Business

Student Loan Watchdog Quits, Saying Trump Administration Is Harming Students

A top federal official in charge of handling complaints about student loans stepped down Monday, blasting the Trump administration for protecting predatory lenders at the expense of borrowers.

Posted Updated
Student Loan Watchdog Quits, Saying Trump Administration Is Harming Students
By
Stacy Cowley
, New York Times

A top federal official in charge of handling complaints about student loans stepped down Monday, blasting the Trump administration for protecting predatory lenders at the expense of borrowers.

Seth Frotman, the student loan ombudsman at the Consumer Financial Protection Bureau, said in his resignation letter that millions of borrowers had been harmed by “sweeping changes” at the bureau under Mick Mulvaney, President Donald Trump’s budget director, who became the bureau’s acting director in November. A copy of the letter was obtained by The New York Times.

“You have used the bureau to serve the wishes of the most powerful financial companies in America,” Frotman wrote to Mulvaney. “The current leadership of the bureau has abandoned its duty to fairly and robustly enforce the law.”

A spokesman for the consumer bureau did not immediately respond to a request for comment.

Frotman’s position was mandated by Congress eight years ago, when it created the bureau, to serve as a watchdog over the $1.5 trillion student loan market. The office fields about 23,000 complaints a year, covering problems with lenders, debt collectors and a growing number of companies selling “debt relief” services — a market often plagued with fraud. Frotman had held the job since 2016.

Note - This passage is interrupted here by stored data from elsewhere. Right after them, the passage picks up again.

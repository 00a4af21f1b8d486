use std::{borrow::Cow, env};

/// Load a variable from the environment
pub fn load_string_opt(key: &str) -> Option<String> {
    env::var(key).ok().filter(|val| !val.is_empty())
}

/// Load a variable from the environment, falling back to a placeholder
/// default when it is unset or empty.
pub fn load_string_or(key: &str, default: &'static str) -> Cow<'static, str> {
    load_string_opt(key).map(Cow::Owned).unwrap_or(Cow::Borrowed(default))
}
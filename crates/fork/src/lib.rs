//! Mainnet-fork helpers.
//!
//! Everything here assumes a development node (anvil) forked from mainnet:
//! the node must accept `anvil_impersonateAccount` and sign
//! `eth_sendTransaction` requests for impersonated and unlocked accounts.
//! Providers handed to [`ForkedChain`] should therefore not carry a wallet.
//!
//! The entry point is [`ForkedChain`], which owns the gas policy and hands
//! out [`Impersonated`] handles. A handle is the capability to act as one
//! address on the fork; the ERC-20 and ERC-721 helpers are methods on it.

#![warn(
    missing_copy_implementations,
    missing_debug_implementations,
    missing_docs,
    unreachable_pub,
    clippy::missing_const_for_fn,
    rustdoc::all
)]
#![cfg_attr(not(test), warn(unused_crate_dependencies))]
#![deny(unused_must_use, rust_2018_idioms)]
#![cfg_attr(docsrs, feature(doc_cfg))]

mod assets;

mod chain;
pub use chain::{ForkedChain, Impersonated};

mod error;
pub use error::ForkError;

mod gas;
pub use gas::{GasPolicy, TopUp, DEFAULT_GAS_THRESHOLD, DEFAULT_GAS_TOP_UP};

mod hydrate;
pub use hydrate::{get_token_info, hydrate_collection};
use axum::{extract::State, http::HeaderMap, Json};
use serde::{Deserialize, Serialize};

use crate::error::{AppError, Result};
use crate::models::{Role, SessionContext};
use crate::routes::validation::{bearer_token, require_session};
use crate::AppState;

#[derive(Debug, Deserialize)]
pub struct CredentialsRequest {
    pub email: String,
    pub password: String,
}

#[derive(Debug, Serialize)]
pub struct SessionResponse {
    pub success: bool,
    pub token: String,
    pub email: String,
    pub role: Role,
}

#[derive(Debug, Serialize)]
pub struct SignOutResponse {
    pub success: bool,
}

impl SessionResponse {
    fn new(context: SessionContext, token: String) -> Self {
        Self {
            success: true,
            token,
            email: context.email,
            role: context.role,
        }
    }
}

/// Create an account and return its first session token
pub async fn sign_up(
    State(state): State<AppState>,
    Json(payload): Json<CredentialsRequest>,
) -> Result<Json<SessionResponse>> {
    let (context, token) = state
        .sessions
        .sign_up(&payload.email, &payload.password)
        .await?;

    Ok(Json(SessionResponse::new(context, token)))
}

/// Exchange credentials for a session token
pub async fn sign_in(
    State(state): State<AppState>,
    Json(payload): Json<CredentialsRequest>,
) -> Result<Json<SessionResponse>> {
    let (context, token) = state
        .sessions
        .sign_in(&payload.email, &payload.password)
        .await?;

    Ok(Json(SessionResponse::new(context, token)))
}

/// Revoke the presented session token
pub async fn sign_out(
    State(state): State<AppState>,
    headers: HeaderMap,
) -> Result<Json<SignOutResponse>> {
    let token = bearer_token(&headers).ok_or(AppError::NotSignedIn)?;
    state.sessions.sign_out(token).await?;

    Ok(Json(SignOutResponse { success: true }))
}

/// Resolve the presented token to its identity and role claim
pub async fn current_session(
    State(state): State<AppState>,
    headers: HeaderMap,
) -> Result<Json<SessionContext>> {
    let context = require_session(&state, &headers).await?;
    Ok(Json(context))
}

The ombudsman’s office works to resolve individual complaints. It also watches for systemic problems and presses lawmakers and other agencies to address them. Since its creation, the office has forced companies to pay $750 million in refunds and other relief to student borrowers, according to the consumer bureau.

In his letter, Frotman accused Mulvaney and his top lieutenants of undermining the bureau’s career staff and interfering with their efforts to oversee student lenders. Last year, Mulvaney’s team suppressed the publication of a report drawing attention to legally questionable fees charged on college students’ bank accounts, Frotman said.

Three months ago, Mulvaney folded the ombudsman’s office into the bureau’s consumer information unit, removing some of its independence.

Frotman is departing as consumer advocates are watching anxiously to see how Mulvaney will handle the bureau’s highest-profile lawsuit, a case against Navient, one of the nation’s largest student loan collectors. In 2017, just days before Trump’s inauguration, the bureau sued Navient for what it said were extensive abuses and mistakes that harmed millions of borrowers struggling to repay their loans.

Mulvaney has not directly commented on the details of the case, which the bureau is still pursuing. In February, Navient’s chief executive, John Remondi, wrote a letter to Mulvaney, urging him to drop the lawsuit, which Remondi called “a prime example of what was wrong with the bureau” under Mulvaney’s predecessor.

Frotman is not the only federal student lending official to leave after clashing with the Trump administration. The Education Department, which manages the government’s $1.4 trillion portfolio of federal student loans owed by nearly 43 million borrowers, lost its top student aid executive last year. James Runcie, the head of the agency’s Federal Student Aid office, quit over what he said was political interference with his unit’s work.